"""

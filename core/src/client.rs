//! Stateless HTTP request builder and response parser for the catalog API.
//!
//! # Design
//! `CatalogClient` holds only a `base_url` and carries no mutable state
//! between calls. Each CRUD operation is split into a `build_*` method that
//! produces an `HttpRequest` and a `parse_*` method that consumes an
//! `HttpResponse`. A `Transport` executes the round-trip in between.

use serde::de::DeserializeOwned;
use tracing::debug;

use crate::error::ApiError;
use crate::http::{HttpMethod, HttpRequest, HttpResponse};
use crate::types::{Envelope, Product, ProductForm, ProductId};

const PRODUCTS_PATH: &str = "/api/products";

/// Synchronous, stateless client for the catalog API.
#[derive(Debug, Clone)]
pub struct CatalogClient {
    base_url: String,
}

impl CatalogClient {
    /// An empty `base_url` yields relative URLs, i.e. same-origin requests.
    pub fn new(base_url: &str) -> Self {
        Self {
            base_url: base_url.trim_end_matches('/').to_string(),
        }
    }

    fn collection_url(&self) -> String {
        format!("{}{PRODUCTS_PATH}", self.base_url)
    }

    fn item_url(&self, id: ProductId) -> String {
        format!("{}{PRODUCTS_PATH}/{id}", self.base_url)
    }

    pub fn build_list_products(&self) -> HttpRequest {
        HttpRequest {
            method: HttpMethod::Get,
            url: self.collection_url(),
            headers: Vec::new(),
            body: None,
        }
    }

    pub fn build_get_product(&self, id: ProductId) -> HttpRequest {
        HttpRequest {
            method: HttpMethod::Get,
            url: self.item_url(id),
            headers: Vec::new(),
            body: None,
        }
    }

    pub fn build_create_product(&self, form: &ProductForm) -> Result<HttpRequest, ApiError> {
        Ok(HttpRequest {
            method: HttpMethod::Post,
            url: self.collection_url(),
            headers: json_headers(),
            body: Some(to_json(form)?),
        })
    }

    pub fn build_update_product(&self, id: ProductId, form: &ProductForm) -> Result<HttpRequest, ApiError> {
        Ok(HttpRequest {
            method: HttpMethod::Put,
            url: self.item_url(id),
            headers: json_headers(),
            body: Some(to_json(form)?),
        })
    }

    pub fn build_delete_product(&self, id: ProductId) -> HttpRequest {
        HttpRequest {
            method: HttpMethod::Delete,
            url: self.item_url(id),
            headers: Vec::new(),
            body: None,
        }
    }

    pub fn parse_list_products(&self, response: HttpResponse) -> Result<Vec<Product>, ApiError> {
        check_status(&response, &[200])?;
        unwrap_data(&response.body)
    }

    pub fn parse_get_product(&self, response: HttpResponse) -> Result<Product, ApiError> {
        check_status(&response, &[200])?;
        unwrap_data(&response.body)
    }

    pub fn parse_create_product(&self, response: HttpResponse) -> Result<Product, ApiError> {
        check_status(&response, &[200, 201])?;
        unwrap_data(&response.body)
    }

    pub fn parse_update_product(&self, response: HttpResponse) -> Result<Product, ApiError> {
        check_status(&response, &[200])?;
        unwrap_data(&response.body)
    }

    /// The confirmation body is not consumed.
    pub fn parse_delete_product(&self, response: HttpResponse) -> Result<(), ApiError> {
        check_status(&response, &[200, 204])
    }
}

fn json_headers() -> Vec<(String, String)> {
    vec![("content-type".to_string(), "application/json".to_string())]
}

fn to_json(form: &ProductForm) -> Result<String, ApiError> {
    serde_json::to_string(form).map_err(|e| ApiError::Serialization(e.to_string()))
}

fn unwrap_data<T: DeserializeOwned>(body: &str) -> Result<T, ApiError> {
    serde_json::from_str::<Envelope<T>>(body)
        .map(|envelope| envelope.data)
        .map_err(|e| ApiError::Deserialization(e.to_string()))
}

/// Map unexpected status codes to the appropriate `ApiError` variant.
fn check_status(response: &HttpResponse, expected: &[u16]) -> Result<(), ApiError> {
    if expected.contains(&response.status) {
        return Ok(());
    }
    match response.status {
        404 => Err(ApiError::NotFound),
        429 => {
            debug!(retry_after = ?response.header("retry-after"), "rate limited");
            Err(ApiError::RateLimited)
        }
        status => Err(ApiError::Http {
            status,
            body: response.body.clone(),
        }),
    }
}

#[cfg(test)]
mod tests {
    use super::*;

    fn client() -> CatalogClient {
        CatalogClient::new("http://localhost:3000")
    }

    fn lamp() -> ProductForm {
        ProductForm::new("Lamp", "19.99", "http://x/lamp.jpg")
    }

    #[test]
    fn build_list_products_produces_correct_request() {
        let req = client().build_list_products();
        assert_eq!(req.method, HttpMethod::Get);
        assert_eq!(req.url, "http://localhost:3000/api/products");
        assert!(req.body.is_none());
        assert!(req.headers.is_empty());
    }

    #[test]
    fn build_get_product_uses_numeric_id() {
        let req = client().build_get_product(42);
        assert_eq!(req.method, HttpMethod::Get);
        assert_eq!(req.url, "http://localhost:3000/api/products/42");
        assert!(req.body.is_none());
    }

    #[test]
    fn build_create_product_sends_form_as_json() {
        let req = client().build_create_product(&lamp()).unwrap();
        assert_eq!(req.method, HttpMethod::Post);
        assert_eq!(req.url, "http://localhost:3000/api/products");
        assert_eq!(
            req.headers,
            vec![("content-type".to_string(), "application/json".to_string())]
        );
        let body: serde_json::Value = serde_json::from_str(req.body.as_deref().unwrap()).unwrap();
        assert_eq!(body, serde_json::json!({"name":"Lamp","price":"19.99","image":"http://x/lamp.jpg"}));
    }

    #[test]
    fn build_update_product_sends_all_fields() {
        let req = client().build_update_product(5, &lamp()).unwrap();
        assert_eq!(req.method, HttpMethod::Put);
        assert_eq!(req.url, "http://localhost:3000/api/products/5");
        let body: serde_json::Value = serde_json::from_str(req.body.as_deref().unwrap()).unwrap();
        assert_eq!(body["name"], "Lamp");
        assert_eq!(body["price"], "19.99");
        assert_eq!(body["image"], "http://x/lamp.jpg");
    }

    #[test]
    fn build_delete_product_has_no_body() {
        let req = client().build_delete_product(7);
        assert_eq!(req.method, HttpMethod::Delete);
        assert_eq!(req.url, "http://localhost:3000/api/products/7");
        assert!(req.body.is_none());
    }

    #[test]
    fn empty_base_url_gives_relative_paths() {
        let req = CatalogClient::new("").build_list_products();
        assert_eq!(req.url, "/api/products");
    }

    #[test]
    fn trailing_slash_is_stripped() {
        let client = CatalogClient::new("http://localhost:3000/");
        assert_eq!(client.build_list_products().url, "http://localhost:3000/api/products");
    }

    #[test]
    fn parse_list_products_unwraps_data() {
        let response = HttpResponse::new(
            200,
            r#"{"success":true,"data":[{"id":1,"name":"Chair","price":"49.99","image":"http://x/chair.jpg"}]}"#,
        );
        let products = client().parse_list_products(response).unwrap();
        assert_eq!(products.len(), 1);
        assert_eq!(products[0].name, "Chair");
        assert_eq!(products[0].price, "49.99");
    }

    #[test]
    fn parse_list_products_requires_envelope() {
        let response = HttpResponse::new(200, r#"[{"id":1,"name":"Chair","price":"1.00","image":"http://x"}]"#);
        let err = client().parse_list_products(response).unwrap_err();
        assert!(matches!(err, ApiError::Deserialization(_)));
    }

    #[test]
    fn parse_list_products_rate_limited() {
        let mut response = HttpResponse::new(429, r#"{"error":"Too Many Requests"}"#);
        response.headers.push(("Retry-After".to_string(), "5".to_string()));
        let err = client().parse_list_products(response).unwrap_err();
        assert!(matches!(err, ApiError::RateLimited));
    }

    #[test]
    fn parse_get_product_not_found() {
        let response = HttpResponse::new(404, r#"{"success":false,"message":"Product not found"}"#);
        let err = client().parse_get_product(response).unwrap_err();
        assert!(matches!(err, ApiError::NotFound));
    }

    #[test]
    fn parse_get_product_forbidden_keeps_body() {
        let response = HttpResponse::new(403, r#"{"error":"Bot Access Detected"}"#);
        match client().parse_get_product(response).unwrap_err() {
            ApiError::Http { status, body } => {
                assert_eq!(status, 403);
                assert!(body.contains("Bot Access Detected"));
            }
            other => panic!("unexpected error: {other:?}"),
        }
    }

    #[test]
    fn parse_create_product_accepts_201_and_200() {
        let body = r#"{"data":{"id":3,"name":"Lamp","price":"19.99","image":"http://x/lamp.jpg"}}"#;
        let created = client().parse_create_product(HttpResponse::new(201, body)).unwrap();
        assert_eq!(created.id, 3);
        let created = client().parse_create_product(HttpResponse::new(200, body)).unwrap();
        assert_eq!(created.name, "Lamp");
    }

    #[test]
    fn parse_create_product_server_error() {
        let err = client()
            .parse_create_product(HttpResponse::new(500, "internal error"))
            .unwrap_err();
        assert!(matches!(err, ApiError::Http { status: 500, .. }));
    }

    #[test]
    fn parse_update_product_success() {
        let response = HttpResponse::new(200, r#"{"data":{"id":5,"name":"Desk","price":"120.00","image":"http://x/d.jpg"}}"#);
        let product = client().parse_update_product(response).unwrap();
        assert_eq!(product.id, 5);
        assert_eq!(product.name, "Desk");
    }

    #[test]
    fn parse_delete_product_ignores_body() {
        assert!(client().parse_delete_product(HttpResponse::new(200, "not json at all")).is_ok());
        assert!(client().parse_delete_product(HttpResponse::new(204, "")).is_ok());
    }

    #[test]
    fn parse_delete_product_not_found() {
        let err = client().parse_delete_product(HttpResponse::new(404, "")).unwrap_err();
        assert!(matches!(err, ApiError::NotFound));
    }
}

"""

Give the number of lines containing "HttpRequest" in the entries, and no other text.

12